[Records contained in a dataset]
▬▬▬

//! Application services: importing stories and reading pages.

pub mod loader;
pub mod query_handlers;
//! Domain error types.

use thiserror::Error;

/// Top-level domain error type.
#[derive(Debug, Error)]
pub enum DomainError {
    /// No story exists with the given identifier.
    #[error("story not found: {0}")]
    StoryNotFound(i32),

    /// The story exists but has no page matching the request.
    ///
    /// A `page_id` of 0 means the entry page was requested.
    #[error("page {page_id} not found in story {story_id}")]
    PageNotFound {
        /// The story that was searched.
        story_id: i32,
        /// The requested page, or 0 for the entry page.
        page_id: i32,
    },

    /// A story definition cannot be imported as written.
    #[error("validation error: {0}")]
    Validation(String),

    /// An infrastructure/persistence error.
    #[error("infrastructure error: {0}")]
    Infrastructure(String),
}
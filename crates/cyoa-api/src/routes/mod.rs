//! Route modules.

pub mod health;
pub mod stories;
//! Cyoa API server entry point.

use std::error::Error;
use std::sync::Arc;

use cyoa_api::config::Config;
use cyoa_api::state::AppState;
use cyoa_store::pg_story_repository::PgStoryRepository;
use sqlx::postgres::PgPoolOptions;
use tracing_subscriber::EnvFilter;

#[tokio::main]
async fn main() -> Result<(), Box<dyn Error>> {
    // Optional .env file; real environment variables take precedence.
    dotenvy::dotenv().ok();

    // Initialize tracing subscriber.
    tracing_subscriber::fmt()
        .with_env_filter(
            EnvFilter::try_from_default_env().unwrap_or_else(|_| EnvFilter::new("info")),
        )
        .json()
        .init();

    tracing::info!("Starting Cyoa story server");

    let config = Config::from_env()?;
    let addr = config.bind_addr()?;

    // Create database connection pool.
    let pool = PgPoolOptions::new()
        .max_connections(config.max_connections)
        .connect(&config.database_url)
        .await?;

    let story_repository = Arc::new(PgStoryRepository::new(pool.clone()));
    let app = cyoa_api::app(AppState::new(pool.clone(), story_repository));

    tracing::info!("Listening on {}", addr);
    let listener = tokio::net::TcpListener::bind(addr).await?;

    axum::serve(listener, app)
        .with_graceful_shutdown(shutdown_signal())
        .await?;

    tracing::info!("Shutting down; closing database pool");
    pool.close().await;

    Ok(())
}

async fn shutdown_signal() {
    if let Err(e) = tokio::signal::ctrl_c().await {
        tracing::error!(error = %e, "failed to listen for shutdown signal");
    }
}
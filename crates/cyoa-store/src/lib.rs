//! Cyoa Store — `PostgreSQL` persistence for stories, pages and choices.

pub mod pg_story_repository;
pub mod schema;
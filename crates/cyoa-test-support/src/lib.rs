//! Shared test repositories and utilities for the adventure story service.

mod repository;

pub use repository::{FailingStoryRepository, InMemoryStoryRepository};
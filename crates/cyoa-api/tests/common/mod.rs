//! Shared test helpers for API integration tests.
#![allow(dead_code)]

use std::sync::Arc;

use axum::Router;
use axum::body::Body;
use axum::http::{Request, StatusCode};
use cyoa_store::pg_story_repository::PgStoryRepository;
use cyoa_stories::application::loader::{ImportSummary, import_story};
use cyoa_stories::domain::definition::StoryDefinition;
use http_body_util::BodyExt;
use sqlx::PgPool;
use tower::ServiceExt;

use cyoa_api::state::AppState;

/// The two-page story used throughout the reader tests.
pub const DEMO_STORY: &str = r#"{
    "name": "Demo",
    "description": "d",
    "pages": [
        { "index": 0, "text": "Start", "choices": { "go north": 1 } },
        { "index": 1, "text": "End, success!", "result": "success", "choices": { "restart": 0 } }
    ]
}"#;

/// Build the full app router over a real `PgStoryRepository`.
pub fn build_test_app(pool: PgPool) -> Router {
    let story_repository = Arc::new(PgStoryRepository::new(pool.clone()));
    cyoa_api::app(AppState::new(pool, story_repository))
}

/// Import a JSON story definition straight into the database.
pub async fn load_story(pool: &PgPool, source: &str) -> ImportSummary {
    let definition = StoryDefinition::from_json(source).unwrap();
    import_story(&definition, &PgStoryRepository::new(pool.clone()))
        .await
        .unwrap()
}

/// Send a GET request and return the response.
pub async fn get_json(app: Router, uri: &str) -> (StatusCode, serde_json::Value) {
    let request = Request::builder()
        .method("GET")
        .uri(uri)
        .body(Body::empty())
        .unwrap();

    let response = app.oneshot(request).await.unwrap();
    let status = response.status();
    let body_bytes = response.into_body().collect().await.unwrap().to_bytes();
    let json: serde_json::Value = serde_json::from_slice(&body_bytes).unwrap();

    (status, json)
}
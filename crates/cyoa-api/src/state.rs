//! Shared application state.

use std::sync::Arc;

use cyoa_core::repository::StoryRepository;
use sqlx::PgPool;

/// Application state shared across all request handlers.
#[derive(Clone)]
pub struct AppState {
    /// PostgreSQL connection pool, used directly by the health check.
    pub db_pool: PgPool,
    /// Story store the reader queries.
    pub story_repository: Arc<dyn StoryRepository>,
}

impl AppState {
    /// Create new application state.
    #[must_use]
    pub fn new(db_pool: PgPool, story_repository: Arc<dyn StoryRepository>) -> Self {
        Self {
            db_pool,
            story_repository,
        }
    }
}
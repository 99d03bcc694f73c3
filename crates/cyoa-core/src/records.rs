//! Persisted story records.
//!
//! Stories own their pages and choices. Records are created once by the
//! loader and never updated afterwards.

use serde::Serialize;

/// Maximum length of a story title.
pub const TITLE_MAX_LEN: usize = 64;
/// Maximum length of a story description.
pub const DESCRIPTION_MAX_LEN: usize = 1024;
/// Maximum length of a page body.
pub const PAGE_TEXT_MAX_LEN: usize = 8192;
/// Maximum length of a choice label.
pub const CHOICE_TEXT_MAX_LEN: usize = 256;

/// A named, described adventure.
#[derive(Debug, Clone, PartialEq, Eq, Serialize)]
pub struct Story {
    /// Store-assigned identifier.
    pub story_id: i32,
    /// Story title.
    pub title: String,
    /// Story description.
    pub description: String,
}

/// One narrative unit of a story.
#[derive(Debug, Clone, PartialEq, Eq, Serialize)]
pub struct Page {
    /// Store-assigned identifier.
    pub page_id: i32,
    /// Owning story.
    pub story_id: i32,
    /// Position of the page within its source definition, starting at 0.
    #[serde(skip)]
    pub ordinal: i32,
    /// The page's `index` in its source definition.
    #[serde(skip)]
    pub source_index: i32,
    /// Body text.
    pub text: String,
    /// Signed outcome code: negative failure, positive success, zero ongoing.
    #[serde(skip)]
    pub outcome: i32,
}

/// A labeled transition between two pages of the same story.
#[derive(Debug, Clone, PartialEq, Eq, Serialize)]
pub struct Choice {
    /// Store-assigned identifier.
    pub choice_id: i32,
    /// Owning story.
    pub story_id: i32,
    /// Page the choice is offered on.
    pub page_id: i32,
    /// Player-facing label.
    pub text: String,
    /// Page the choice leads to.
    pub to_page: i32,
}

/// Insert payload for a page.
#[derive(Debug, Clone, Copy)]
pub struct NewPage<'a> {
    /// Owning story.
    pub story_id: i32,
    /// Position of the page within its source definition.
    pub ordinal: i32,
    /// The page's `index` in its source definition.
    pub source_index: i32,
    /// Body text.
    pub text: &'a str,
    /// Signed outcome code.
    pub outcome: i32,
}

/// Insert payload for a choice.
#[derive(Debug, Clone, Copy)]
pub struct NewChoice<'a> {
    /// Owning story.
    pub story_id: i32,
    /// Page the choice is offered on.
    pub page_id: i32,
    /// Player-facing label.
    pub text: &'a str,
    /// Page the choice leads to.
    pub to_page: i32,
}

▬▬▬

* **Action item**: Lines containing the word "server" must be found in the data above and copied.

* **Your response**:
//! Cyoa API server entry point.
    tracing::info!("Starting Cyoa story server");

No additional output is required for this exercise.